Instructions for the task:
An accurate, complete copy of the records below is required.

Source records:
<<<<

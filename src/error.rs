//! Typed errors and HTTP mapping.

use axum::{
    http::StatusCode,
    response::{IntoResponse, Response},
    Json,
};
use serde::Serialize;
use thiserror::Error;

#[derive(Error, Debug)]
pub enum ConfigError {
    #[error("invalid value for {key}: '{value}'")]
    InvalidValue { key: &'static str, value: String },
    #[error("invalid database url: {0}")]
    DatabaseUrl(String),
}

#[derive(Error, Debug)]
pub enum AppError {
    #[error(transparent)]
    Config(#[from] ConfigError),
    #[error("not found: {0}")]
    NotFound(String),
    #[error("validation: {0}")]
    Validation(String),
    /// Storage engine error, passed through untouched by the persistence layer.
    #[error("database: {0}")]
    Db(#[from] sqlx::Error),
    #[error("password hash: {0}")]
    PasswordHash(String),
    #[error("bad request: {0}")]
    BadRequest(String),
}

impl AppError {
    /// True when the storage engine rejected a write on a UNIQUE constraint.
    pub fn is_unique_violation(&self) -> bool {
        match self {
            AppError::Db(sqlx::Error::Database(e)) => e.is_unique_violation(),
            _ => false,
        }
    }

    /// True when the storage engine rejected a write on a FOREIGN KEY constraint.
    pub fn is_foreign_key_violation(&self) -> bool {
        match self {
            AppError::Db(sqlx::Error::Database(e)) => e.is_foreign_key_violation(),
            _ => false,
        }
    }

    pub fn is_integrity_violation(&self) -> bool {
        self.is_unique_violation() || self.is_foreign_key_violation()
    }
}

#[derive(Serialize)]
pub struct ErrorBody {
    pub error: ErrorDetail,
}

#[derive(Serialize)]
pub struct ErrorDetail {
    pub code: String,
    pub message: String,
    #[serde(skip_serializing_if = "Option::is_none")]
    pub details: Option<serde_json::Value>,
}

impl IntoResponse for AppError {
    fn into_response(self) -> Response {
        let (status, code) = match &self {
            AppError::Config(_) => (StatusCode::INTERNAL_SERVER_ERROR, "config_error"),
            AppError::NotFound(_) => (StatusCode::NOT_FOUND, "not_found"),
            AppError::Validation(_) => (StatusCode::UNPROCESSABLE_ENTITY, "validation_error"),
            AppError::Db(e) => {
                if let sqlx::Error::RowNotFound = e {
                    (StatusCode::NOT_FOUND, "not_found")
                } else if self.is_integrity_violation() {
                    (StatusCode::CONFLICT, "conflict")
                } else {
                    (StatusCode::INTERNAL_SERVER_ERROR, "database_error")
                }
            }
            AppError::PasswordHash(_) => (StatusCode::INTERNAL_SERVER_ERROR, "internal_error"),
            AppError::BadRequest(_) => (StatusCode::BAD_REQUEST, "bad_request"),
        };
        if status.is_server_error() {
            tracing::error!(error = %self, "request failed");
        }
        let body = ErrorBody {
            error: ErrorDetail {
                code: code.to_string(),
                message: self.to_string(),
                details: None,
            },
        };
        (status, Json(body)).into_response()
    }
}
use crate::error::AppError;
use crate::extractors::DbSession;
use crate::response::ok;
use crate::schemas::{Item, Pagination};
use crate::service::crud;
use axum::{extract::Query, response::IntoResponse};

/// GET /items/ — one page of items across all owners.
#[utoipa::path(
    get,
    path = "/items/",
    tag = "items",
    params(Pagination),
    responses((status = 200, description = "Page of items", body = Vec<Item>))
)]
pub async fn list_items(
    mut session: DbSession,
    Query(page): Query<Pagination>,
) -> Result<impl IntoResponse, AppError> {
    let rows = crud::list_items(&mut session, page.skip, page.limit).await?;
    let items: Vec<Item> = rows.into_iter().map(Item::from).collect();
    Ok(ok(items))
}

>>>>

Exercise result:
filename src/error.rs
//! Typed errors and HTTP mapping.

use axum::{
    http::StatusCode,
    response::{IntoResponse, Response},
    Json,
};
use serde::Serialize;
use thiserror::Error;

#[derive(Error, Debug)]
pub enum ConfigError {
    #[error("invalid value for {key}: '{value}'")]
    InvalidValue { key: &'static str, value: String },
    #[error("invalid database url: {0}")]
    DatabaseUrl(String),
}

#[derive(Error, Debug)]
pub enum AppError {
    #[error(transparent)]
    Config(#[from] ConfigError),
    #[error("not found: {0}")]
    NotFound(String),
    #[error("validation: {0}")]
    Validation(String),
    /// Storage engine error, passed through untouched by the persistence layer.
    #[error("database: {0}")]
    Db(#[from] sqlx::Error),
    #[error("password hash: {0}")]
    PasswordHash(String),
    #[error("bad request: {0}")]
    BadRequest(String),
}

impl AppError {
    /// True when the storage engine rejected a write on a UNIQUE constraint.
    pub fn is_unique_violation(&self) -> bool {
        match self {
            AppError::Db(sqlx::Error::Database(e)) => e.is_unique_violation(),
            _ => false,
        }
    }

    /// True when the storage engine rejected a write on a FOREIGN KEY constraint.
    pub fn is_foreign_key_violation(&self) -> bool {
        match self {
            AppError::Db(sqlx::Error::Database(e)) => e.is_foreign_key_violation(),
            _ => false,
        }
    }

    pub fn is_integrity_violation(&self) -> bool {
        self.is_unique_violation() || self.is_foreign_key_violation()
    }
}

#[derive(Serialize)]
pub struct ErrorBody {
    pub error: ErrorDetail,
}

#[derive(Serialize)]
pub struct ErrorDetail {
    pub code: String,
    pub message: String,
    #[serde(skip_serializing_if = "Option::is_none")]
    pub details: Option<serde_json::Value>,
}

impl IntoResponse for AppError {
    fn into_response(self) -> Response {
        let (status, code) = match &self {
            AppError::Config(_) => (StatusCode::INTERNAL_SERVER_ERROR, "config_error"),
            AppError::NotFound(_) => (StatusCode::NOT_FOUND, "not_found"),
            AppError::Validation(_) => (StatusCode::UNPROCESSABLE_ENTITY, "validation_error"),
            AppError::Db(e) => {
                if let sqlx::Error::RowNotFound = e {
                    (StatusCode::NOT_FOUND, "not_found")
                } else if self.is_integrity_violation() {
                    (StatusCode::CONFLICT, "conflict")
                } else {
                    (StatusCode::INTERNAL_SERVER_ERROR, "database_error")
                }
            }
            AppError::PasswordHash(_) => (StatusCode::INTERNAL_SERVER_ERROR, "internal_error"),
            AppError::BadRequest(_) => (StatusCode::BAD_REQUEST, "bad_request"),
        };
        if status.is_server_error() {
            tracing::error!(error = %self, "request failed");
        }
        let body = ErrorBody {
            error: ErrorDetail {
                code: code.to_string(),
                message: self.to_string(),
                details: None,
            },
        };
        (status, Json(body)).into_response()
    }
}
use crate::error::AppError;
use crate::extractors::DbSession;
use crate::response::ok;
use crate::schemas::{Item, Pagination};
use crate::service::crud;
use axum::{extract::Query, response::IntoResponse};

/// GET /items/ — one page of items across all owners.
#[utoipa::path(
    get,
    path = "/items/",
    tag = "items",
    params(Pagination),
    responses((status = 200, description = "Page of items", body = Vec<Item>))
)]
pub async fn list_items(
    mut session: DbSession,
    Query(page): Query<Pagination>,
) -> Result<impl IntoResponse, AppError> {
    let rows = crud::list_items(&mut session, page.skip, page.limit).await?;
    let items: Vec<Item> = rows.into_iter().map(Item::from).collect();
    Ok(ok(items))
}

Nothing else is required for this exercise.